Leonor se detuvo en la entrada del centro comercial, frotando inconscientemente su nuevo celular con la punta de los dedos.
En realidad, había querido alcanzar a David para aclarar el malentendido sobre la identidad de la «doctora Vargas», pero claramente no era el momento adecuado.
«Bueno, tendrá que ser la próxima vez».
El restaurante que el abuelo Cillin había elegido para ellos tenía una ubicación excelente.
Estaba justo al lado de un centro comercial, lo que le permitió a Leonor comprar un nuevo celular de forma rápida y cómoda después de que David se fuera.
Leonor se paró en la entrada del centro comercial y se miró a sí misma, con un aspecto deplorable.
Tenía la ropa cubierta de polvo, un ligero raspón en el codo y el pelo algo desordenado; claramente no era la imagen adecuada para un lugar tan elegante.
Aunque casi la atropella un coche, su suerte no había sido del todo mala. La vendedora que la atendió para comprar el celular fue muy educada y no la trató mal por su aspecto sucio.
Leonor frunció los labios, dudando si irse directamente a casa, cuando de repente escuchó una exclamación detrás de ella.
—¿Leonor?
Leonor se dio la vuelta. Jessica Fuentes la miraba con los ojos muy abiertos, del brazo de una mujer de mediana edad de aspecto elegante.

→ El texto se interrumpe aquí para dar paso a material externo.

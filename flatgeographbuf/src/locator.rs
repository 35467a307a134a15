//! Offset locator (§4.7): finds where the graph section begins by walking
//! the feature section, since neither the magic nor the feature header
//! records that offset anywhere.
//!
//! This is the only way to find the graph section - there is no sentinel to
//! scan for, and a missing spatial index (`index_node_size == 0`) must be
//! tolerated.

use tracing::debug;

use crate::error::FggReadError;
use crate::feature_codec::{FeatureCodec, FeaturesHeaderMeta};
use crate::magic::{parse_magic, MagicKind, MAGIC_LEN};
use crate::primitive::Cursor;

/// The result of walking the feature section to find the graph section.
#[derive(Debug, Clone, PartialEq)]
pub struct Located {
    pub magic: MagicKind,
    pub features_meta: FeaturesHeaderMeta,
    /// Byte offset of the first feature record (after the header and any
    /// spatial index).
    pub features_start: usize,
    /// Byte offset of the graph section. Equal to `bytes.len()` when the
    /// file has no graph section (§4.7 step 5).
    pub graph_section_offset: usize,
}

impl Located {
    #[must_use]
    pub fn has_graph_section(&self, total_len: usize) -> bool {
        self.graph_section_offset < total_len
    }
}

/// Walks `bytes` to locate the graph section, delegating all feature-body
/// knowledge to `codec`.
pub fn locate<C: FeatureCodec>(codec: &C, bytes: &[u8]) -> Result<Located, FggReadError> {
    let magic = parse_magic(bytes)?;

    if let MagicKind::Fgb { .. } = magic {
        debug!(len = bytes.len(), "FlatGeobuf file with no graph section");
        return Ok(Located {
            magic,
            features_meta: FeaturesHeaderMeta {
                features_count: 0,
                columns: None,
                index_node_size: 0,
            },
            features_start: bytes.len(),
            graph_section_offset: bytes.len(),
        });
    }

    let mut cur = Cursor::new(bytes);
    cur_advance_to(&mut cur, MAGIC_LEN)?;

    let header_len = cur.read_u32()? as usize;
    let header_bytes = cur.read_slice(header_len)?;
    let features_meta = codec
        .decode_feature_header(header_bytes)
        .map_err(|e| FggReadError::Feature(Box::new(e)))?;

    if features_meta.index_node_size > 0 {
        let index_size = codec.packed_tree_size(
            features_meta.features_count,
            features_meta.index_node_size,
        );
        advance(&mut cur, index_size as usize)?;
    }

    let features_start = cur.position();

    let mut consumed = 0u64;
    while consumed < features_meta.features_count {
        let feature_len = peek_u32_at(bytes, cur.position())?;
        let total = 4 + feature_len as usize;
        advance(&mut cur, total)?;
        consumed += 1;
    }

    let graph_section_offset = cur.position();
    debug!(
        graph_section_offset,
        features_count = features_meta.features_count,
        "located graph section"
    );

    Ok(Located {
        magic,
        features_meta,
        features_start,
        graph_section_offset,
    })
}

fn cur_advance_to(cur: &mut Cursor<'_>, pos: usize) -> Result<(), FggReadError> {
    let delta = pos.saturating_sub(cur.position());
    advance(cur, delta)
}

fn advance(cur: &mut Cursor<'_>, len: usize) -> Result<(), FggReadError> {
    cur.read_slice(len).map(|_| ())
}

/// Reads the raw `u32` length prefix of one size-prefixed feature record at
/// `at`, without delegating to the feature codec - this is container
/// framing, not feature-body encoding (§1).
fn peek_u32_at(bytes: &[u8], at: usize) -> Result<u32, FggReadError> {
    if bytes.len() < at + 4 {
        return Err(FggReadError::Truncated {
            needed: at + 4 - bytes.len(),
            available: bytes.len().saturating_sub(at),
        });
    }
    let b = &bytes[at..at + 4];
    Ok(u32::from_le_bytes([b[0], b[1], b[2], b[3]]))
}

Era la madre de Jessica, la señora Emma Cruz de Fuentes.
—¿Jessica?
Leonor se sorprendió un poco, no esperaba encontrarlas allí.
Jessica vio el estado lamentable de Leonor.
Se acercó rápidamente, examinándola de arriba abajo con el ceño fruncido.
—Leonor, ¿qué te pasó para que estés así? ¿Ocurrió algo?
Leonor explicó de forma casual: —Tuve un pequeño percance en el camino, nada grave.
—¿A esto le llamas «nada grave»?
Leonor estaba cubierta de polvo y la tela de sus codos y rodillas se había oscurecido, manchada de sangre.
La Sra. Emma Fuentes asintió, de acuerdo con la idea de Jessica. Miró a Leonor con preocupación, desaprobando por completo su indiferencia hacia la herida.
—Doctora Sandoval, aunque no es una herida grave, es importante tratarla adecuadamente. Es un raspón bastante grande, podría infectarse.
—Usted es doctora, ¿cómo no va a saber la importancia de tratar bien una herida?
Leonor intentó negarse, pero Jessica ya la tenía sujeta del brazo, con una expresión que decía «no te soltaré hasta que vayamos».
Resignada, tuvo que ceder. —Está bien, entonces tendré que molestarlas.
Emma sonrió levemente y le hizo una seña al chófer para que acercara el coche. —Perfecto, así el chófer las lleva y yo me quedo más tranquila.
...
En el hospital, un médico le limpió la herida a Leonor, le aplicó una pomada y la vendó con una gasa.
No fue hasta que las tres llegaron al hospital y el médico empezó a hacer preguntas que Jessica se enteró de que las heridas de Leonor eran por un accidente de coche.